Our results suggest that FOXM1 expression is likely to play important roles in EOC development and progression. FOXM1 expression is a potential prognostic factor for PFS and OS, and it could be a novel treatment target in EOC patients.
Ovarian cancer is the leading cause of death among gynecologic malignancy in the world, with increasing incidence recently in China. Most patients are diagnosed with late-stage disease due to the silent early stage and easy metastasis. Epithelial ovarian cancer (EOC) account for nearly 70% of all ovarian malignant diseases. Despite improvements in surgical techniques and the advent of more targeted therapeutic agents, therapeutic failure and disease progression are still quite frequent. Therefore, there is an urgent requirement to identify extra prognostic indicators and to improve on current understanding of the molecular mechanisms underlying EOC. It would be very helpful for patients with advanced disease.

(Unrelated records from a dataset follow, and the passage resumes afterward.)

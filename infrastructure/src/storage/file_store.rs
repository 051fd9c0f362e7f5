//! File-backed run store
//!
//! One JSON document per run (`<dir>/<run_id>.json`) holding the snapshot
//! and the full event log. Writes go to a temporary file that is renamed
//! into place, so readers never observe a partial record. A lock file per
//! run serializes the compare-and-swap across processes.

use async_trait::async_trait;
use chrono::{Duration as ChronoDuration, Utc};
use council_application::{RunRecord, RunStore, RunSummary, StoreError, StoreResult};
use council_domain::RunId;
use std::io::ErrorKind;
use std::path::{Path, PathBuf};
use std::time::{Duration, SystemTime};
use tokio::fs;
use tracing::{debug, info, warn};

/// A lock file older than this belongs to a crashed writer.
const STALE_LOCK_AFTER: Duration = Duration::from_secs(30);

/// Run store keeping each run in its own JSON file
#[derive(Debug, Clone)]
pub struct FileRunStore {
    dir: PathBuf,
}

impl FileRunStore {
    /// Open (and create if needed) a store rooted at `dir`.
    pub async fn open(dir: impl Into<PathBuf>) -> StoreResult<Self> {
        let dir = dir.into();
        fs::create_dir_all(&dir)
            .await
            .map_err(|e| StoreError::Io(format!("{}: {}", dir.display(), e)))?;
        Ok(Self { dir })
    }

    /// Default location: `$XDG_DATA_HOME/adr-council/runs`.
    pub fn default_dir() -> Option<PathBuf> {
        dirs::data_dir().map(|d| d.join("adr-council").join("runs"))
    }

    pub fn dir(&self) -> &Path {
        &self.dir
    }

    fn record_path(&self, id: &RunId) -> PathBuf {
        self.dir.join(format!("{}.json", id))
    }

    fn lock_path(&self, id: &RunId) -> PathBuf {
        self.dir.join(format!("{}.lock", id))
    }

    async fn read(path: &Path) -> StoreResult<Option<RunRecord>> {
        let bytes = match fs::read(path).await {
            Ok(bytes) => bytes,
            Err(e) if e.kind() == ErrorKind::NotFound => return Ok(None),
            Err(e) => return Err(StoreError::Io(format!("{}: {}", path.display(), e))),
        };
        serde_json::from_slice(&bytes)
            .map(Some)
            .map_err(|e| StoreError::Serialization(format!("{}: {}", path.display(), e)))
    }

    async fn acquire_lock(&self, id: &RunId) -> StoreResult<PathBuf> {
        let path = self.lock_path(id);
        match fs::OpenOptions::new()
            .write(true)
            .create_new(true)
            .open(&path)
            .await
        {
            Ok(_) => Ok(path),
            Err(e) if e.kind() == ErrorKind::AlreadyExists => {
                if Self::is_stale(&path).await {
                    warn!(run_id = %id, "Removing stale lock file");
                    let _ = fs::remove_file(&path).await;
                }
                Err(StoreError::Unavailable(format!("run {} is locked", id)))
            }
            Err(e) => Err(StoreError::Io(format!("{}: {}", path.display(), e))),
        }
    }

    async fn is_stale(path: &Path) -> bool {
        let Ok(metadata) = fs::metadata(path).await else {
            return false;
        };
        metadata
            .modified()
            .ok()
            .and_then(|modified| SystemTime::now().duration_since(modified).ok())
            .is_some_and(|age| age > STALE_LOCK_AFTER)
    }

    async fn write_atomically(&self, record: &RunRecord) -> StoreResult<()> {
        let path = self.record_path(&record.run.id);
        let tmp = path.with_extension(format!("json.{}.tmp", std::process::id()));
        let bytes = serde_json::to_vec_pretty(record)
            .map_err(|e| StoreError::Serialization(e.to_string()))?;
        fs::write(&tmp, bytes)
            .await
            .map_err(|e| StoreError::Io(format!("{}: {}", tmp.display(), e)))?;
        fs::rename(&tmp, &path)
            .await
            .map_err(|e| StoreError::Io(format!("{}: {}", path.display(), e)))
    }

    /// Delete terminal runs not updated within `ttl`.
    ///
    /// Returns the number of runs removed. Runs still in progress or
    /// awaiting clarification are kept regardless of age.
    pub async fn cleanup(&self, ttl: Duration) -> StoreResult<usize> {
        let ttl = ChronoDuration::from_std(ttl).map_err(|e| StoreError::Io(e.to_string()))?;
        let cutoff = Utc::now() - ttl;
        let mut removed = 0;
        for summary in self.list().await? {
            if summary.status.is_terminal()
                && summary.updated_at < cutoff
                && self.delete(&summary.id).await?
            {
                removed += 1;
            }
        }
        if removed > 0 {
            info!(removed, "Cleaned up expired runs");
        }
        Ok(removed)
    }
}

#[async_trait]
impl RunStore for FileRunStore {
    async fn load(&self, id: &RunId) -> StoreResult<Option<RunRecord>> {
        Self::read(&self.record_path(id)).await
    }

    async fn save(&self, record: &RunRecord, expected_revision: u64) -> StoreResult<()> {
        let id = record.run.id;
        let lock = self.acquire_lock(&id).await?;

        let result = async {
            let actual = Self::read(&self.record_path(&id))
                .await?
                .map(|r| r.revision())
                .unwrap_or(0);
            if actual != expected_revision {
                return Err(StoreError::Conflict {
                    run_id: id,
                    expected: expected_revision,
                    actual,
                });
            }
            self.write_atomically(record).await
        }
        .await;

        if let Err(e) = fs::remove_file(&lock).await {
            warn!(run_id = %id, "Could not release lock file: {}", e);
        }
        if result.is_ok() {
            debug!(run_id = %id, revision = record.revision(), "Run saved");
        }
        result
    }

    async fn list(&self) -> StoreResult<Vec<RunSummary>> {
        let mut entries = fs::read_dir(&self.dir)
            .await
            .map_err(|e| StoreError::Io(format!("{}: {}", self.dir.display(), e)))?;
        let mut summaries = Vec::new();
        while let Some(entry) = entries
            .next_entry()
            .await
            .map_err(|e| StoreError::Io(e.to_string()))?
        {
            let path = entry.path();
            if path.extension().and_then(|e| e.to_str()) != Some("json") {
                continue;
            }
            match Self::read(&path).await {
                Ok(Some(record)) => summaries.push(record.summary()),
                Ok(None) => {}
                Err(e) => warn!("Skipping unreadable run file: {}", e),
            }
        }
        summaries.sort_by(|a, b| b.updated_at.cmp(&a.updated_at));
        Ok(summaries)
    }

    async fn delete(&self, id: &RunId) -> StoreResult<bool> {
        match fs::remove_file(self.record_path(id)).await {
            Ok(()) => Ok(true),
            Err(e) if e.kind() == ErrorKind::NotFound => Ok(false),
            Err(e) => Err(StoreError::Io(e.to_string())),
        }
    }
}
//! Use cases
//!
//! Application-level operations that orchestrate domain logic.

pub mod deliberation;
pub mod lease;
pub mod session;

Forkhead box protein M1 (FOXM1), also known as HFH-11, MPP-2, WIN, and Trident, is a typical transcription factor that belongs to the Forkhead Box family, which is evolutionarily conserved and is defined by having a common DNA-binding domain called Forkhead or winged-helix domain[4, 5]. FOXM1 is well-known for its critical role in cell cycle progression by regulating the transition from G1 to S phase and G2 to M phase progression, as well as to mitosis[5, 6]. Gene expression profiling revealed that elevated expression of FOXM1 was observed in a multitude of malignancies. It has been reported that FOXM1 promotes tumor progression in malignancies[5, 8–11]. Furthermore, overexpression of FOXM1 correlated with disease progression and poor prognosis and could serve as an independent predictor of poor survival in various human malignancies[12–16]. However, the clinical relevance of FOXM1 expression has not been investigated in patients with EOC.
In this study, we used an immunohistochemical method to determine the expression of FOXM1 in EOC specimens from 158 patients. The aim of this study was to determine the expression level of FOXM1 in EOC and to examine its association with clinicopathologic variables as well as to assess the utility as prognostic indicator. We further probed the biological features of FOXM1 by assaying cell proliferation, migration, invasion and potential mechanism underlying this. In this report, we showed that up-regulation of FOXM1 increased MMP-2, MMP-9 and VEGF-A expression whereas knockdown of FOXM1 by FOXM1 shRNA decreased MMP-2, MMP-9 and VEGF-A expression. In addition, the results supported a mechanism for the FOXM1-induced cell migration and invasion that involved induction of MMP-2, MMP-9 and VEGF-A expression. The results presented here help to evaluate the suitability of FOXM1 as prognostic marker and therapeutic target in EOC.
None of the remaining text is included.